• How to complete this task
Only one span of the listing below is wanted: the lines from the one with "between(0.0, 1.0), 0.0)" through the one with "let keys: HashSet<_>", reproduced exactly, both ends kept.

• Source data
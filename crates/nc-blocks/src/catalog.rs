//! The standard block catalog.
//!
//! Port ids are what connections reference, so they are part of the wire
//! format: renaming one breaks every saved graph using it.

use serde_json::json;

use crate::block::{BlockCategory, BlockType, at_least, between, number, one_of};
use crate::params::ParamKind;
use crate::port::Port;

/// Every built-in block type, in palette order.
pub fn standard_blocks() -> Vec<BlockType> {
    let mut blocks = Vec::with_capacity(22);
    blocks.extend(layers());
    blocks.extend(activations());
    blocks.extend(operations());
    blocks.extend(attention());
    blocks
}

fn unary(type_name: &str, label: &str, category: BlockCategory) -> BlockType {
    BlockType::new(type_name, label, category)
        .with_input(Port::tensor("in", "Input"))
        .with_output(Port::tensor("out", "Output"))
}

fn binary(type_name: &str, label: &str) -> BlockType {
    BlockType::new(type_name, label, BlockCategory::Operation)
        .with_input(Port::tensor("a", "A"))
        .with_input(Port::tensor("b", "B"))
        .with_output(Port::tensor("out", "Output"))
}

fn layers() -> Vec<BlockType> {
    vec![
        BlockType::new("input", "Input", BlockCategory::Layer)
            .describe("Network input placeholder")
            .with_output(Port::tensor("out", "Output"))
            .with_param("shape", ParamKind::String, "batch, features")
            .with_param(
                "dtype",
                one_of(&["float32", "float16", "bfloat16", "int64"]),
                "float32",
            ),
        unary("linear", "Linear", BlockCategory::Layer)
            .describe("Fully connected layer")
            .with_param("inFeatures", at_least(1.0), 128)
            .with_param("outFeatures", at_least(1.0), 64)
            .with_param("bias", ParamKind::Boolean, true),
        unary("conv2d", "Conv2D", BlockCategory::Layer)
            .describe("2D convolution layer")
            .with_param("inChannels", at_least(1.0), 3)
            .with_param("outChannels", at_least(1.0), 64)
            .with_param("kernelSize", at_least(1.0), 3)
            .with_param("stride", at_least(1.0), 1)
            .with_param("padding", at_least(0.0), 1),
        BlockType::new("lstm", "LSTM", BlockCategory::Layer)
            .describe("Long short-term memory recurrent layer")
            .with_input(Port::tensor("in", "Input"))
            .with_output(Port::tensor("out", "Output"))
            .with_output(Port::tensor("hidden", "Hidden"))
            .with_param("inputSize", at_least(1.0), 128)
            .with_param("hiddenSize", at_least(1.0), 256)
            .with_param("numLayers", at_least(1.0), 1)
            .with_param("bidirectional", ParamKind::Boolean, false)
            .with_param("dropout", between(0.0, 1.0), 0),
        BlockType::new("gru", "GRU", BlockCategory::Layer)
            .describe("Gated recurrent unit layer")
            .with_input(Port::tensor("in", "Input"))
            .with_output(Port::tensor("out", "Output"))
            .with_output(Port::tensor("hidden", "Hidden"))
            .with_param("inputSize", at_least(1.0), 128)
            .with_param("hiddenSize", at_least(1.0), 256)
            .with_param("numLayers", at_least(1.0), 1)
            .with_param("bidirectional", ParamKind::Boolean, false),
        unary("embedding", "Embedding", BlockCategory::Layer)
            .describe("Lookup table mapping token ids to dense vectors")
            .with_param("numEmbeddings", at_least(1.0), 10000)
            .with_param("embeddingDim", at_least(1.0), 256),
    ]
}

fn activations() -> Vec<BlockType> {
    vec![
        unary("relu", "ReLU", BlockCategory::Activation).describe("Rectified linear unit"),
        unary("gelu", "GELU", BlockCategory::Activation).describe("Gaussian error linear unit"),
        unary("softmax", "Softmax", BlockCategory::Activation)
            .describe("Normalizes inputs into a probability distribution")
            .with_param("dim", number(), -1),
        unary("sigmoid", "Sigmoid", BlockCategory::Activation).describe("Logistic sigmoid"),
    ]
}

fn operations() -> Vec<BlockType> {
    vec![
        binary("add", "Add").describe("Element-wise addition, e.g. residual connections"),
        binary("concat", "Concatenate")
            .describe("Concatenates tensors along a dimension")
            .with_param("dim", number(), -1),
        unary("flatten", "Flatten", BlockCategory::Operation)
            .describe("Flattens a contiguous range of dimensions")
            .with_param("startDim", number(), 1)
            .with_param("endDim", number(), -1),
        unary("layernorm", "LayerNorm", BlockCategory::Operation)
            .describe("Layer normalization")
            .with_param("normalizedShape", at_least(1.0), 128)
            .with_param("eps", number(), 1e-5),
        unary("batchnorm", "BatchNorm", BlockCategory::Operation)
            .describe("Batch normalization")
            .with_param("numFeatures", at_least(1.0), 64)
            .with_param("eps", number(), 1e-5)
            .with_param("momentum", number(), 0.1),
        unary("dropout", "Dropout", BlockCategory::Operation)
            .describe("Randomly zeroes elements during training")
            .with_param("p", between(0.0, 1.0), 0.1),
        unary("positional_encoding", "Positional Encoding", BlockCategory::Operation)
            .describe("Adds position information to a sequence of embeddings")
            .with_param("maxLen", at_least(1.0), 512)
            .with_param("embeddingDim", at_least(1.0), 512)
            .with_param("dropout", between(0.0, 1.0), 0.1)
            .with_param("encoding", one_of(&["sinusoidal", "learned"]), "sinusoidal"),
        BlockType::new("identity", "Identity", BlockCategory::Operation)
            .describe("Passes any value through unchanged")
            .with_input(Port::any("in", "Input"))
            .with_output(Port::any("out", "Output")),
        BlockType::new("scale", "Scale", BlockCategory::Operation)
            .describe("Multiplies a tensor by a scalar factor")
            .with_input(Port::tensor("x", "Tensor"))
            .with_input(Port::scalar("factor", "Factor"))
            .with_output(Port::tensor("out", "Output")),
        BlockType::new("mse_loss", "MSE Loss", BlockCategory::Operation)
            .describe("Mean squared error between prediction and target")
            .with_input(Port::tensor("prediction", "Prediction"))
            .with_input(Port::tensor("target", "Target"))
            .with_output(Port::scalar("loss", "Loss"))
            .with_param("reduction", one_of(&["mean", "sum", "none"]), "mean"),
    ]
}

fn attention() -> Vec<BlockType> {
    let qkv = |block: BlockType| {
        block
            .with_input(Port::tensor("query", "Query"))
            .with_input(Port::tensor("key", "Key"))
            .with_input(Port::tensor("value", "Value"))
            .with_output(Port::tensor("out", "Output"))
    };
    vec![
        qkv(BlockType::new(
            "multihead_attention",
            "Multi-Head Attention",
            BlockCategory::Attention,
        ))
        .describe("Attention over several parallel heads")
        .with_output(Port::tensor("weights", "Weights"))
        .with_param("embedDim", at_least(1.0), 512)
        .with_param("numHeads", at_least(1.0), 8)
        .with_param("dropout", between(0.0, 1.0), 0.1)
        .with_param("batchFirst", ParamKind::Boolean, true),
        qkv(BlockType::new(
            "scaled_dot_product",
            "Scaled Dot-Product",
            BlockCategory::Attention,
        ))
        .describe("Scaled dot-product attention")
        .with_param("dropout", between(0.0, 1.0), 0.0)
        .with_optional_param("scale", number(), json!(null)),
    ]
}

#[cfg(test)]
mod tests {
    use super::*;
    use crate::port::DataKind;
    use std::collections::HashSet;

    #[test]
    fn type_keys_are_unique() {
        let blocks = standard_blocks();
        let keys: HashSet<_> = blocks.iter().map(|b| b.type_name.as_str()).collect();
        assert_eq!(keys.len(), blocks.len());
        assert_eq!(blocks.len(), 22);
    }

    #[test]
    fn no_block_declares_a_port_twice() {
        for block in standard_blocks() {
            assert_eq!(block.duplicate_port(), None, "{}", block.type_name);
        }
    }

    #[test]
    fn defaults_satisfy_their_own_schema() {
        for block in standard_blocks() {
            let issues = block.validate_params(&block.default_params);
            assert!(issues.is_empty(), "{}: {issues:?}", block.type_name);
        }
    }

    #[test]
    fn covers_port_arities() {
        let blocks = standard_blocks();
        let arities: HashSet<(usize, usize)> = blocks
            .iter()
            .map(|b| (b.inputs.len(), b.outputs.len()))
            .collect();
        for arity in [(0, 1), (1, 1), (2, 1), (3, 1), (3, 2), (1, 2)] {
            assert!(arities.contains(&arity), "missing arity {arity:?}");
        }
    }

    #[test]
    fn all_data_kinds_are_used() {
        let kinds: HashSet<DataKind> = standard_blocks()
            .iter()
            .flat_map(|b| b.inputs.iter().chain(b.outputs.iter()))
            .map(|p| p.kind)
            .collect();
        assert_eq!(kinds.len(), 3);
    }
}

• Result of the task
        .with_param("dropout", between(0.0, 1.0), 0.0)
        .with_optional_param("scale", number(), json!(null)),
    ]
}

#[cfg(test)]
mod tests {
    use super::*;
    use crate::port::DataKind;
    use std::collections::HashSet;

    #[test]
    fn type_keys_are_unique() {
        let blocks = standard_blocks();
        let keys: HashSet<_> = blocks.iter().map(|b| b.type_name.as_str()).collect();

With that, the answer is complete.